In contrast to HIV-infected individuals, sooty mangabeys (SMs), an African monkey species that is a natural host for SIV, live an apparently normal lifespan in captivity despite many years of SIV infection. Although SMs are typically infected with a highly replicating virus, only a subset (10-15%) display moderate to severe CD4+ T cell depletion and, in fact, the development of an AIDS-like illness is very rare.
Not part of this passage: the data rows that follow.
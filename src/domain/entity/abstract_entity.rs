use serde::de::DeserializeOwned;
use serde::{Deserialize, Serialize};
use std::fmt;
use std::hash::{Hash, Hasher};
use thiserror::Error;

/// エンティティ識別子に要求される制約
pub trait EntityId:
    Clone + Eq + Hash + fmt::Debug + fmt::Display + Serialize + DeserializeOwned + Send + Sync + 'static
{
}

impl<T> EntityId for T where
    T: Clone + Eq + Hash + fmt::Debug + fmt::Display + Serialize + DeserializeOwned + Send + Sync + 'static
{
}

#[derive(Error, Debug, PartialEq)]
pub enum EntityError {
    #[error("Identifier already assigned: {current} (attempted {attempted})")]
    IdentifierAlreadyAssigned { current: String, attempted: String },

    #[error("Entity has no identifier")]
    MissingIdentifier,
}

/// 主キーを持つ永続化レコードの基底部分
///
/// 主キーは自動採番されない。永続化前に呼び出し側が値を設定する。
/// 各レコードはこの構造体をフィールドとして埋め込む。
#[derive(Debug, Clone, Serialize, Deserialize)]
#[serde(bound = "ID: EntityId")]
pub struct AbstractEntity<ID: EntityId> {
    /// 主キー（未設定なら一時的なインスタンス）
    id: Option<ID>,
}

impl<ID: EntityId> AbstractEntity<ID> {
    /// 識別子未設定の一時的なインスタンスを作成する
    pub fn transient() -> Self {
        Self { id: None }
    }

    /// 識別子を設定済みのインスタンスを作成する
    pub fn with_id(id: ID) -> Self {
        Self { id: Some(id) }
    }

    pub fn id(&self) -> Option<&ID> {
        self.id.as_ref()
    }

    /// 識別子を設定する。一度設定した識別子は変更できない
    pub fn assign_id(&mut self, id: ID) -> Result<(), EntityError> {
        match &self.id {
            Some(current) if *current == id => Ok(()),
            Some(current) => Err(EntityError::IdentifierAlreadyAssigned {
                current: current.to_string(),
                attempted: id.to_string(),
            }),
            None => {
                self.id = Some(id);
                Ok(())
            }
        }
    }

    /// 永続化に必要な識別子を取得する
    pub fn require_id(&self) -> Result<&ID, EntityError> {
        self.id.as_ref().ok_or(EntityError::MissingIdentifier)
    }

    pub fn is_transient(&self) -> bool {
        self.id.is_none()
    }
}

impl<ID: EntityId> Default for AbstractEntity<ID> {
    fn default() -> Self {
        Self::transient()
    }
}

// 両方の識別子が設定済みで等しい場合のみ等価
impl<ID: EntityId> PartialEq for AbstractEntity<ID> {
    fn eq(&self, other: &Self) -> bool {
        same_identity(self.id.as_ref(), other.id.as_ref())
    }
}

impl<ID: EntityId> Hash for AbstractEntity<ID> {
    fn hash<H: Hasher>(&self, state: &mut H) {
        self.id.hash(state);
    }
}

impl<ID: EntityId> fmt::Display for AbstractEntity<ID> {
    fn fmt(&self, f: &mut fmt::Formatter<'_>) -> fmt::Result {
        match &self.id {
            Some(id) => write!(f, "AbstractEntity(id={})", id),
            None => write!(f, "AbstractEntity(id=null)"),
        }
    }
}

/// 識別子同士の同一性判定
pub fn same_identity<ID: PartialEq>(left: Option<&ID>, right: Option<&ID>) -> bool {
    matches!((left, right), (Some(l), Some(r)) if l == r)
}

/// 識別子を持つ永続化レコードの能力
pub trait Entity {
    type Id: EntityId;

    fn base(&self) -> &AbstractEntity<Self::Id>;

    fn id(&self) -> Option<&Self::Id> {
        self.base().id()
    }

    fn is_persistent(&self) -> bool {
        !self.base().is_transient()
    }

    /// 識別子のみで同一性を判定する
    fn same_identity(&self, other: &Self) -> bool {
        self.base() == other.base()
    }
}
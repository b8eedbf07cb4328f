pub mod auth;
pub mod error;
pub mod handler;
pub mod server;

pub use auth::{Authenticator, Principal, StaticTokenAuthenticator};
pub use error::{ApiError, FieldError, Problem};
pub use server::{router, serve, start_server, AppState, ServerConfig, ServerError};
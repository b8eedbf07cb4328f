pub mod repository;
pub mod storage;
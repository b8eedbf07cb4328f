pub mod abstract_entity;
pub mod table;
// src/domain/entity/mod.rs

pub use abstract_entity::{AbstractEntity, Entity, EntityError, EntityId};
pub use table::{CreateTableRequest, Table, TableEntity, TableId, UpdateTableRequest};
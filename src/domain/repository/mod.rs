pub mod table_repository;

pub use table_repository::{RepositoryError, TableRepository};
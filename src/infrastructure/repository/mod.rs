pub mod memory_repository;

pub use memory_repository::MemoryTableRepository;
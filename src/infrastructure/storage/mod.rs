pub mod memory;

pub use memory::{MemoryStorage, StorageError};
The aim of this project is to understand how SIV-infected SMs maintain CD4+ T cell homeostasis and avoid progression to AIDS. We will perform comparative studies of SIV-infected SMs with normal and depleted CD4+ T cell compartments. Pathogenic SIV infection of rhesus macaques (RMs), a non-natural host Asian monkey species, will also be used as a comparative model. The proposed studies will test three fundamental hypotheses that may explain why SIV infection of SMs is significantly less pathogenic than HIV infection of humans and SIV infection of RMs: (i) the average lifespan of virus infected cells is longer (and/or the fraction of virus produced by long-lived cells is higher);(ii) the infection is associated with lower levels of T cell turnover;and (iii) the virus infects a more limited subset of CD4+ T cells. The results of these studies will improve our understanding of the mechanisms underlying the lack of disease in SIV-infected SMs. These conceptual advances may provide insights for the pathogenesis of HIV infection in humans and may translate into the design of more effective treatments for AIDS.

National Institute of Health (NIH)
National Institute of Allergy and Infectious Diseases (NIAID)
Research Project (R01)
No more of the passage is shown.